Ucapan dan Doa Untuk Tuan Haji Hudan Hidayat

 

Tuan Haji Hudan Hidayat

Oleh: Fendi Kachonk
.

Saya menuliskan ini, semoga bisa terlepas dari rasa yang berlebihan tetapi dalam kerangka rasa sukur atas segala nikmat. Nikmat ini saya maknai tidak cuma berlimpahnya rejeki, sehat, dimudahkan semua urusan tetapi pula dilimpahi dengan orang-orang yang selalu ada dan banyak membantu dalam hidup dan dalam proses ke-penulis-an.

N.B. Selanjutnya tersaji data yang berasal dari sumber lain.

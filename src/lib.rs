//! # RDT (Reliable Data Transfer)
//!
//! 바이트 스트림 위 애플리케이션 계층 신뢰성 전송 프로토콜
//!
//! ## 핵심 특징
//! - **두 가지 ARQ 방식**: Go-Back-N / Selective Repeat, 연결마다 핸드쉐이크로 결정
//! - **체크섬 검증**: 손상된 패킷은 NACK 후 폐기
//! - **타이머 재전송**: 패킷별 타이머, 재전송 한도 초과 시 세션 실패
//! - **슬라이딩 윈도우**: 윈도우가 가득 차면 내부 큐로 백프레셔
//! - **암호화 (선택)**: X25519 키 교환 + ChaCha20-Poly1305

pub mod checksum;
pub mod chunk;
pub mod config;
pub mod crypto;
pub mod engine;
pub mod error;
pub mod fault;
pub mod framing;
pub mod handshake;
pub mod message;
pub mod packet;
pub mod receiver;
pub mod sender;
pub mod sequence;
pub mod session;
pub mod stats;
pub mod timer;

pub use chunk::{split_message, Reassembler};
pub use config::{Config, OperationMode, SessionParams};
pub use crypto::{CryptoError, EphemeralKeyPair, MessageCipher, Role};
pub use engine::{ArqEngine, EngineEvent, SessionState};
pub use error::{Error, Result};
pub use fault::{CorruptionKind, FaultConfig, FaultInjector};
pub use handshake::Negotiated;
pub use message::{Metadata, MessageType, ProtocolMessage};
pub use packet::{ErrorCode, Packet, PacketKind, PacketMetadata};
pub use receiver::{Delivered, ReceiveBuffer, ReceiveOutcome};
pub use sender::SendWindow;
pub use sequence::SeqNum;
pub use session::{Session, SessionEvent, SessionHandle};
pub use stats::TransportStats;
pub use timer::{Expiry, Timer};

/// 시퀀스 번호 공간 크기 (0..1000 순환)
pub const SEQUENCE_MODULUS: u16 = 1000;

/// 기본 청크 크기 (문자 단위)
pub const DEFAULT_CHUNK_SIZE: usize = 4;

/// 최소 메시지 크기 (문자)
pub const MIN_MESSAGE_SIZE: usize = 30;

/// 기본 최대 메시지 크기 (문자)
pub const DEFAULT_MAX_MESSAGE_SIZE: usize = 100;

/// 윈도우 크기 범위
pub const MIN_WINDOW_SIZE: usize = 1;
pub const MAX_WINDOW_SIZE: usize = 5;
pub const DEFAULT_WINDOW_SIZE: usize = 5;

/// 기본 재전송 타임아웃 (밀리초)
pub const DEFAULT_TIMEOUT_MS: u64 = 5000;

/// 기본 최대 재전송 횟수
pub const DEFAULT_MAX_RETRANSMITS: u32 = 3;
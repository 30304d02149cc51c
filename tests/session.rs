//! 핸드쉐이크부터 FINISH까지 세션 전체를 메모리 스트림 위에서 검증

use std::time::Duration;

use rdt::framing::{MessageReader, MessageWriter};
use rdt::handshake::{client_handshake, server_handshake};
use rdt::message::{MessageType, ProtocolMessage};
use rdt::{
    Config, ErrorCode, FaultConfig, FaultInjector, OperationMode, Packet, Session, SessionEvent,
    SessionHandle, SeqNum,
};
use tokio::io::{DuplexStream, ReadHalf, WriteHalf};

type Reader = MessageReader<ReadHalf<DuplexStream>>;
type Writer = MessageWriter<WriteHalf<DuplexStream>>;

fn endpoint(stream: DuplexStream) -> (Reader, Writer) {
    let (r, w) = tokio::io::split(stream);
    (MessageReader::new(r), MessageWriter::new(w))
}

async fn collect_until_end(handle: &mut SessionHandle) -> (Vec<String>, Option<SessionEvent>) {
    let mut messages = Vec::new();
    let mut last = None;
    while let Some(event) = handle.next_event().await {
        match event {
            SessionEvent::Message(text) => messages.push(text),
            other => last = Some(other),
        }
    }
    (messages, last)
}

async fn run_pair(client_config: Config, server_config: Config, messages: Vec<String>) -> Vec<String> {
    let (client_stream, server_stream) = tokio::io::duplex(64 * 1024);

    let server = tokio::spawn(async move {
        let (mut reader, mut writer) = endpoint(server_stream);
        let negotiated = server_handshake(&mut reader, &mut writer, &server_config)
            .await
            .unwrap();
        let params = negotiated.session_params(&server_config);
        let mut handle = Session::spawn(reader, writer, params, negotiated.cipher, None);
        let (received, last) = collect_until_end(&mut handle).await;
        assert_eq!(last, Some(SessionEvent::Closed));
        received
    });

    let (mut reader, mut writer) = endpoint(client_stream);
    let negotiated = client_handshake(&mut reader, &mut writer, &client_config)
        .await
        .unwrap();
    assert_eq!(negotiated.mode, client_config.operation_mode);
    assert_eq!(negotiated.cipher.is_some(), client_config.encryption_enabled);

    let params = negotiated.session_params(&client_config);
    let fault = client_config
        .fault
        .is_active()
        .then(|| FaultInjector::new(client_config.fault.clone()));
    let mut handle = Session::spawn(reader, writer, params, negotiated.cipher, fault);

    for message in messages {
        handle.send(message).await.unwrap();
    }
    handle.finish().await.unwrap();

    let (_, last) = collect_until_end(&mut handle).await;
    assert_eq!(last, Some(SessionEvent::Closed));
    handle.join().await.unwrap();

    server.await.unwrap()
}

fn fast(mut config: Config) -> Config {
    config.timeout_ms = 50;
    config.max_retransmits = 12;
    config
}

fn messages() -> Vec<String> {
    vec![
        "Esta é uma mensagem de teste para o servidor.".to_string(),
        "Segunda mensagem, também com mais de trinta caracteres.".to_string(),
    ]
}

#[tokio::test]
async fn test_plain_session_delivers_messages() {
    let received = run_pair(fast(Config::default()), fast(Config::default()), messages()).await;
    assert_eq!(received, messages());
}

#[tokio::test]
async fn test_encrypted_selective_repeat_over_lossy_link() {
    let client = fast(Config {
        operation_mode: OperationMode::SelectiveRepeat,
        encryption_enabled: true,
        fault: FaultConfig::lossy(0.2, 42),
        ..Config::default()
    });
    let server = fast(Config {
        window_size: 3,
        ..Config::default()
    });

    let received = run_pair(client, server, messages()).await;
    assert_eq!(received, messages());
}

#[tokio::test]
async fn test_go_back_n_with_corruption() {
    let client = fast(Config {
        fault: FaultConfig {
            corruption_probability: 0.2,
            seed: Some(5),
            ..FaultConfig::default()
        },
        ..Config::default()
    });

    let received = run_pair(client, fast(Config::default()), messages()).await;
    assert_eq!(received, messages());
}

#[tokio::test]
async fn test_message_length_limits_checked_before_sending() {
    let (a, b) = tokio::io::duplex(4096);
    let (reader, writer) = endpoint(a);
    let _peer = b;

    let params = Config::default();
    let params = rdt::SessionParams::from_config(&params);
    let handle = Session::spawn(reader, writer, params, None, None);

    assert!(matches!(
        handle.send("curta").await,
        Err(rdt::Error::MessageTooShort { len: 5, min: 30 })
    ));
    assert!(matches!(
        handle.send("x".repeat(101)).await,
        Err(rdt::Error::MessageTooLong { len: 101, max: 100 })
    ));
}

/// 원시 피어가 잘못된 프레임을 섞어 보내도 세션은 계속 동작
#[tokio::test]
async fn test_protocol_violations_are_tolerated() {
    let (session_stream, peer_stream) = tokio::io::duplex(64 * 1024);
    let (reader, writer) = endpoint(session_stream);
    let params = rdt::SessionParams::from_config(&Config::default());
    let mut handle = Session::spawn(reader, writer, params, None, None);

    let (mut peer_reader, mut peer_writer) = endpoint(peer_stream);

    peer_writer
        .write_frame(bytes::Bytes::from_static(b"not json at all\n"))
        .await
        .unwrap();

    let mut bad = ProtocolMessage::from_packet(&Packet::data(SeqNum::ZERO, "abcd", false), 5);
    bad.sequence = 1500;
    peer_writer.write_message(&bad).await.unwrap();

    let message = "Mensagem válida depois de lixo no fluxo.";
    let chunks = rdt::split_message(message, 4);
    let last = chunks.len() - 1;
    for (i, chunk) in chunks.into_iter().enumerate() {
        let packet = Packet::data(SeqNum::new(i as u16), chunk, i == last);
        peer_writer
            .write_message(&ProtocolMessage::from_packet(&packet, 5))
            .await
            .unwrap();
    }
    peer_writer.write_message(&ProtocolMessage::finish()).await.unwrap();

    let (received, last_event) = collect_until_end(&mut handle).await;
    assert_eq!(received, vec![message.to_string()]);
    assert_eq!(last_event, Some(SessionEvent::Closed));
    assert_eq!(handle.stats().protocol_violations, 2);

    // 범위 밖 시퀀스에는 ERROR(SEQUENCE_ERROR)로 응답
    let mut saw_sequence_error = false;
    let mut saw_finish = false;
    while let Ok(Ok(Some(record))) =
        tokio::time::timeout(Duration::from_secs(1), peer_reader.read_message()).await
    {
        match record.msg_type {
            MessageType::Error => {
                saw_sequence_error |= record.metadata.error_code == Some(ErrorCode::SequenceError)
            }
            MessageType::Finish => saw_finish = true,
            _ => {}
        }
    }
    assert!(saw_sequence_error);
    assert!(saw_finish);
}

/// 이벤트가 없어도 공유 통계는 처리마다 갱신
#[tokio::test]
async fn test_shared_stats_track_progress_mid_transfer() {
    let (session_stream, peer_stream) = tokio::io::duplex(64 * 1024);
    let (reader, writer) = endpoint(session_stream);
    let params = rdt::SessionParams::from_config(&Config::default());
    let mut handle = Session::spawn(reader, writer, params, None, None);
    let shared = handle.shared_stats();

    let (_peer_reader, mut peer_writer) = endpoint(peer_stream);
    let packet = Packet::data(SeqNum::ZERO, "abcd", false);
    peer_writer
        .write_message(&ProtocolMessage::from_packet(&packet, 5))
        .await
        .unwrap();

    let updated = tokio::time::timeout(Duration::from_secs(1), async {
        loop {
            if shared.read().packets_received == 1 {
                break;
            }
            tokio::time::sleep(Duration::from_millis(5)).await;
        }
    })
    .await;
    assert!(updated.is_ok());
    assert_eq!(shared.read().acks_sent, 1);
    assert_eq!(shared.read().messages_delivered, 0);

    // 메시지가 완성되지 않았으므로 이벤트 없음
    let no_event = tokio::time::timeout(Duration::from_millis(50), handle.next_event()).await;
    assert!(no_event.is_err());
}
//! 재전송 타이머
//!
//! 패킷 하나에 붙는 일회성 카운트다운. 만료되면 세션 메일박스로 [`Expiry`]를 보낸다.
//! 만료 처리는 세션 루프에서만 일어나므로 다른 상태 변경과 동시에 실행되지 않는다.
//!
//! 취소와 만료가 경합할 수 있으므로 수신측은 [`Timer::accepts`]로
//! 현재 무장된 세대의 만료인지 확인해야 한다.

use std::sync::atomic::{AtomicU64, Ordering};
use std::time::Duration;

use tokio::sync::mpsc;
use tokio::task::JoinHandle;

use crate::sequence::SeqNum;

/// 전 프로세스 공통 세대 카운터 (시퀀스 번호 재사용 시에도 토큰이 겹치지 않음)
static NEXT_GENERATION: AtomicU64 = AtomicU64::new(1);

/// 만료 신호
#[derive(Debug, Clone, Copy, PartialEq, Eq)]
pub struct Expiry {
    pub sequence: SeqNum,
    pub generation: u64,
}

/// 만료 신호 송신측
pub type ExpirySender = mpsc::UnboundedSender<Expiry>;

/// 만료 신호 수신측
pub type ExpiryReceiver = mpsc::UnboundedReceiver<Expiry>;

/// 일회성 타이머
#[derive(Debug)]
pub struct Timer {
    sequence: SeqNum,
    generation: u64,
    handle: Option<JoinHandle<()>>,
}

impl Timer {
    /// 무장되지 않은 타이머
    pub fn new(sequence: SeqNum) -> Self {
        Self {
            sequence,
            generation: 0,
            handle: None,
        }
    }

    /// 카운트다운 시작 (이미 무장된 경우 이전 것은 취소)
    pub fn start(&mut self, duration: Duration, expiry_tx: &ExpirySender) {
        self.cancel();

        let generation = NEXT_GENERATION.fetch_add(1, Ordering::Relaxed);
        self.generation = generation;

        let expiry = Expiry {
            sequence: self.sequence,
            generation,
        };
        let tx = expiry_tx.clone();
        self.handle = Some(tokio::spawn(async move {
            tokio::time::sleep(duration).await;
            // 세션이 이미 닫혔으면 보낼 곳이 없음
            let _ = tx.send(expiry);
        }));
    }

    /// 취소 (여러 번 호출해도 무방)
    pub fn cancel(&mut self) {
        if let Some(handle) = self.handle.take() {
            handle.abort();
        }
    }

    /// cancel + start
    pub fn reset(&mut self, duration: Duration, expiry_tx: &ExpirySender) {
        self.start(duration, expiry_tx);
    }

    pub fn is_armed(&self) -> bool {
        self.handle.is_some()
    }

    /// 현재 무장된 세대의 만료인지 확인
    pub fn accepts(&self, expiry: &Expiry) -> bool {
        self.handle.is_some()
            && expiry.sequence == self.sequence
            && expiry.generation == self.generation
    }

    /// 만료 신호를 소비한 뒤 호출 (무장 해제)
    pub fn mark_fired(&mut self) {
        self.handle = None;
    }
}

impl Drop for Timer {
    fn drop(&mut self) {
        self.cancel();
    }
}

Sepanjang perjalanan proses itu, saya tak sedikit mengenal dan akrab serta mengalami dinamika dalam proses belajar. Di antaranya saya sebut mereka adalah Tuan Haji Hudan Hidayat. Dalam pikiran saya yang awalnya adalah awam terhadap sastra. Dan bertemu Tuan Haji, Hudan Hidayat adalah keberuntungan yang juga luar biasa. Kepadanya saya belajar beberapa hal soal puisi dan lain-lain.

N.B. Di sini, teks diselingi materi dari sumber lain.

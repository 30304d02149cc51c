//! 줄 단위 JSON 프레이밍
//!
//! 레코드 하나 = JSON 한 줄 (`\n` 종료). tokio 바이트 스트림이면 무엇이든 사용 가능.

use bytes::Bytes;
use tokio::io::{AsyncBufReadExt, AsyncRead, AsyncReadExt, AsyncWrite, AsyncWriteExt, BufReader};

use crate::message::ProtocolMessage;
use crate::{Error, Result};

/// 프레임 최대 크기
pub const MAX_FRAME_SIZE: usize = 64 * 1024;

/// 프레임 읽기
#[derive(Debug)]
pub struct MessageReader<R> {
    inner: BufReader<R>,
    line: Vec<u8>,
}

impl<R: AsyncRead + Unpin> MessageReader<R> {
    pub fn new(reader: R) -> Self {
        Self {
            inner: BufReader::new(reader),
            line: Vec::with_capacity(256),
        }
    }

    /// 다음 프레임 원문 (개행 제외). 스트림이 끝나면 `None`.
    pub async fn read_frame(&mut self) -> Result<Option<Bytes>> {
        loop {
            self.line.clear();
            let limit = (MAX_FRAME_SIZE + 1) as u64;
            let n = (&mut self.inner)
                .take(limit)
                .read_until(b'\n', &mut self.line)
                .await?;

            if n == 0 {
                return Ok(None);
            }
            if self.line.last() != Some(&b'\n') {
                if n as u64 == limit {
                    return Err(Error::ProtocolViolation(format!(
                        "프레임 크기 초과: > {} bytes",
                        MAX_FRAME_SIZE
                    )));
                }
                // 개행 없이 스트림 종료된 마지막 프레임
                return Ok(Some(Bytes::copy_from_slice(&self.line)));
            }

            self.line.pop();
            if self.line.last() == Some(&b'\r') {
                self.line.pop();
            }
            // 빈 줄은 건너뜀
            if !self.line.is_empty() {
                return Ok(Some(Bytes::copy_from_slice(&self.line)));
            }
        }
    }

    /// 다음 레코드
    pub async fn read_message(&mut self) -> Result<Option<ProtocolMessage>> {
        match self.read_frame().await? {
            Some(frame) => Ok(Some(ProtocolMessage::from_slice(&frame)?)),
            None => Ok(None),
        }
    }

    pub fn into_inner(self) -> R {
        self.inner.into_inner()
    }
}

/// 프레임 쓰기
#[derive(Debug)]
pub struct MessageWriter<W> {
    inner: W,
}

impl<W: AsyncWrite + Unpin> MessageWriter<W> {
    pub fn new(writer: W) -> Self {
        Self { inner: writer }
    }

    pub async fn write_message(&mut self, message: &ProtocolMessage) -> Result<()> {
        let frame = message.to_bytes()?;
        self.write_frame(frame).await
    }

    /// 인코딩된 프레임 전송 (개행 포함이어야 함)
    pub async fn write_frame(&mut self, frame: Bytes) -> Result<()> {
        self.inner.write_all(&frame).await?;
        self.inner.flush().await?;
        Ok(())
    }

    pub async fn shutdown(&mut self) -> Result<()> {
        self.inner.shutdown().await?;
        Ok(())
    }

    pub fn into_inner(self) -> W {
        self.inner
    }
}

Tak kurang dari sekitar enam tahun perkenalan dan persahabatan dengannya terbangun. Tentu, berbagai kejadian saya masih sempat rangkum dalam ingatan dan terkadang saya mengarsipkannya dalam kotak kenangan yang pada akhirnya saya sebut sebagai bab dari perjalanan proses.


Bagi saya, ketika hendak menuliskan ini adalah perjuangan yang akhirnya saya harus tundukkan sendiri. Apabila saya tidak memilih mengatakannya, saya merasa menganggap saya sebagai orang yang tak bisa menghargai orang lain, tidak menghormati setiap apa yang telah digariskan dalam hidup.

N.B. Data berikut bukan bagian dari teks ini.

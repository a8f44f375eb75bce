//! Request descriptors handed from resources to the shared client.
//!
//! A [`RequestDescriptor`] is the `{method, path, params, body}` tuple a
//! resource builds for every call. It is built per call, passed to a
//! [`RequestExecutor`](crate::rest::RequestExecutor) and then dropped.

use std::collections::BTreeMap;
use std::fmt;

use serde::Serialize;
use serde_json::Value;

use crate::clients::rest::RestError;
use crate::clients::HttpMethod;

/// Query parameters, kept sorted so requests are reproducible.
pub type QueryParams = BTreeMap<String, String>;

/// Serializes an argument struct into query parameters.
///
/// `null` values are skipped, scalars are stringified, arrays become
/// comma-separated lists and nested objects are sent as JSON text. Anything
/// that does not serialize to an object yields no parameters.
///
/// # Errors
///
/// Returns [`RestError::InvalidParams`] if `params` fails to serialize.
///
/// # Example
///
/// ```rust
/// use serde::Serialize;
/// use woocommerce_api::rest::serialize_to_query;
///
/// #[derive(Serialize)]
/// struct Args {
///     include: Vec<u64>,
///     on_sale: bool,
///     search: Option<String>,
/// }
///
/// let args = Args { include: vec![3, 5], on_sale: true, search: None };
/// let params = serialize_to_query(&args).unwrap();
/// assert_eq!(params.get("include").map(String::as_str), Some("3,5"));
/// assert_eq!(params.get("on_sale").map(String::as_str), Some("true"));
/// assert!(!params.contains_key("search"));
/// ```
pub fn serialize_to_query<T: Serialize>(params: &T) -> Result<QueryParams, RestError> {
    let value = serde_json::to_value(params).map_err(|e| RestError::InvalidParams {
        message: e.to_string(),
    })?;

    let mut query = QueryParams::new();

    if let Value::Object(map) = value {
        for (key, val) in map {
            match val {
                Value::Null => {}
                Value::String(s) => {
                    query.insert(key, s);
                }
                Value::Number(n) => {
                    query.insert(key, n.to_string());
                }
                Value::Bool(b) => {
                    query.insert(key, b.to_string());
                }
                Value::Array(items) => {
                    let values: Vec<String> = items
                        .iter()
                        .filter_map(|v| match v {
                            Value::String(s) => Some(s.clone()),
                            Value::Number(n) => Some(n.to_string()),
                            _ => None,
                        })
                        .collect();
                    if !values.is_empty() {
                        query.insert(key, values.join(","));
                    }
                }
                Value::Object(_) => {
                    query.insert(key, val.to_string());
                }
            }
        }
    }

    Ok(query)
}

/// The part of a URL path that follows the resource name.
///
/// # Example
///
/// ```rust
/// use woocommerce_api::rest::RequestPath;
///
/// assert_eq!(RequestPath::from(42).join(), "42");
/// assert_eq!(
///     RequestPath::Segments(vec!["categories".into(), "9".into()]).join(),
///     "categories/9"
/// );
/// ```
#[derive(Clone, Debug, PartialEq, Eq)]
pub enum RequestPath {
    /// A single path component, used verbatim (it may itself contain `/`).
    Single(String),
    /// A compound path, joined with `/` before transmission.
    Segments(Vec<String>),
}

impl RequestPath {
    /// Joins the path into a single string. Empty segments are skipped.
    #[must_use]
    pub fn join(&self) -> String {
        match self {
            Self::Single(path) => path.clone(),
            Self::Segments(segments) => segments
                .iter()
                .map(String::as_str)
                .filter(|segment| !segment.is_empty())
                .collect::<Vec<_>>()
                .join("/"),
        }
    }
}

impl fmt::Display for RequestPath {
    fn fmt(&self, f: &mut fmt::Formatter<'_>) -> fmt::Result {
        f.write_str(&self.join())
    }
}

impl From<&str> for RequestPath {
    fn from(path: &str) -> Self {
        Self::Single(path.to_string())
    }
}

impl From<String> for RequestPath {
    fn from(path: String) -> Self {
        Self::Single(path)
    }
}

impl From<u64> for RequestPath {
    fn from(id: u64) -> Self {
        Self::Single(id.to_string())
    }
}

impl From<Vec<String>> for RequestPath {
    fn from(segments: Vec<String>) -> Self {
        Self::Segments(segments)
    }
}

/// A method/path/params/body tuple describing one API call.
///
/// # Example
///
/// ```rust
/// use woocommerce_api::rest::RequestDescriptor;
/// use woocommerce_api::HttpMethod;
///
/// let descriptor = RequestDescriptor::new(HttpMethod::Get)
///     .path("count")
///     .param("status", "publish");
///
/// assert_eq!(descriptor.resolve_path("products"), "products/count");
/// ```
#[derive(Clone, Debug, PartialEq)]
pub struct RequestDescriptor {
    /// The HTTP method.
    pub method: HttpMethod,
    /// Path below the resource name; `None` addresses the collection itself.
    pub path: Option<RequestPath>,
    /// Query parameters.
    pub params: Option<QueryParams>,
    /// JSON payload for write operations.
    pub body: Option<Value>,
}

impl RequestDescriptor {
    /// Creates a descriptor with no path, params or body.
    #[must_use]
    pub const fn new(method: HttpMethod) -> Self {
        Self {
            method,
            path: None,
            params: None,
            body: None,
        }
    }

    /// Sets the path below the resource name.
    #[must_use]
    pub fn path(mut self, path: impl Into<RequestPath>) -> Self {
        self.path = Some(path.into());
        self
    }

    /// Adds a single query parameter.
    #[must_use]
    pub fn param(mut self, key: impl Into<String>, value: impl Into<String>) -> Self {
        self.params
            .get_or_insert_with(QueryParams::new)
            .insert(key.into(), value.into());
        self
    }

    /// Sets the JSON payload.
    #[must_use]
    pub fn body(mut self, body: impl Into<Value>) -> Self {
        self.body = Some(body.into());
        self
    }

    /// Returns `{resource}` or `{resource}/{path}`.
    #[must_use]
    pub fn resolve_path(&self, resource: &str) -> String {
        match self.path.as_ref().map(RequestPath::join) {
            Some(path) if !path.is_empty() => format!("{resource}/{path}"),
            _ => resource.to_string(),
        }
    }
}

#[cfg(test)]
mod tests {
    use super::*;
    use serde_json::json;

    #[derive(Serialize)]
    struct Args {
        per_page: Option<u32>,
        include: Vec<u64>,
        after: Option<String>,
        attributes: Value,
    }

    #[test]
    fn test_serialize_to_query_flattens_values() {
        let params = serialize_to_query(&Args {
            per_page: Some(20),
            include: vec![1, 2, 3],
            after: None,
            attributes: json!({"color": "blue"}),
        })
        .unwrap();

        assert_eq!(params.len(), 3);
        assert_eq!(params["per_page"], "20");
        assert_eq!(params["include"], "1,2,3");
        assert_eq!(params["attributes"], r#"{"color":"blue"}"#);
    }

    #[test]
    fn test_serialize_to_query_skips_empty_arrays_and_non_objects() {
        let params = serialize_to_query(&Args {
            per_page: None,
            include: Vec::new(),
            after: None,
            attributes: Value::Null,
        })
        .unwrap();
        assert!(params.is_empty());

        assert!(serialize_to_query(&"status=publish").unwrap().is_empty());
    }

    #[test]
    fn test_single_path_is_verbatim() {
        let path = RequestPath::from("sku/TS-01/blue");
        assert_eq!(path.join(), "sku/TS-01/blue");
    }

    #[test]
    fn test_segments_skip_empty_components() {
        let path = RequestPath::Segments(vec![
            "categories".to_string(),
            String::new(),
            "15".to_string(),
        ]);
        assert_eq!(path.join(), "categories/15");
        assert_eq!(path.to_string(), "categories/15");
    }

    #[test]
    fn test_new_descriptor_is_bare() {
        let descriptor = RequestDescriptor::new(HttpMethod::Get);

        assert_eq!(descriptor.method, HttpMethod::Get);
        assert!(descriptor.path.is_none());
        assert!(descriptor.params.is_none());
        assert!(descriptor.body.is_none());
    }

    #[test]
    fn test_builder_sets_all_fields() {
        let descriptor = RequestDescriptor::new(HttpMethod::Put)
            .path(12_u64)
            .param("context", "edit")
            .body(json!({"regular_price": "24.54"}));

        assert_eq!(descriptor.path, Some(RequestPath::Single("12".to_string())));
        assert_eq!(
            descriptor.params.as_ref().and_then(|p| p.get("context")),
            Some(&"edit".to_string())
        );
        assert_eq!(descriptor.body, Some(json!({"regular_price": "24.54"})));
    }

    #[test]
    fn test_resolve_path() {
        let list = RequestDescriptor::new(HttpMethod::Get);
        assert_eq!(list.resolve_path("products"), "products");

        let single = RequestDescriptor::new(HttpMethod::Get).path(7_u64);
        assert_eq!(single.resolve_path("products"), "products/7");

        let empty = RequestDescriptor::new(HttpMethod::Get).path(Vec::<String>::new());
        assert_eq!(empty.resolve_path("products"), "products");
    }
}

Apakah cuma se-batas itukah pertemuan saya dengan Hudan Hidayat yang terkadang saya panggil sebagai Tuan Haji, kadang pula saya panggil sebagai Abah, kadang juga saya memanggilnya dengan sebutan sebagai ahli “tata kelola kata.”

Dan, pada tahun 2014 itu semangat saya sangat subur-suburnya untuk mendalami dan belajar ilmu puisi. Selalu penasaran, selalu ingin tahu bahkan terkadang terjebak pada jebakan bahwa menjadi penulis itu mesti ini dan itu. Meski pada akhirnya kini saya menemukan dan mencari definisi puisi yang paling cocok dan nyaman kepada diri sendiri.

Ah iya, berlimpahan warna dan berlimpahan cara dalam memperlakukan puisi membuat saya memiliki banyak warna untuk memotret puisi sebagai apa yang aku bisa, sebagai cara diri sendiri dalam melihat puisi yang paling nyaman.

Sebutan “ahli tata kelola kata,” ini berlaku khusus kepada diri sendiri terhadap Hudan Hidayat. Karena satu kejadian yang unik ketika sempat putus kontak selama satu tahun, pernah tak sempat berbagi kabar, pernah sungguh disibukkan dengan urusan sendiri. Saya yang sibuk dengan urusan pekerjaan, Hudan Hidayat sepertinya terlihat Naik Haji dan menjadi pengurus Masjid di tempatnya.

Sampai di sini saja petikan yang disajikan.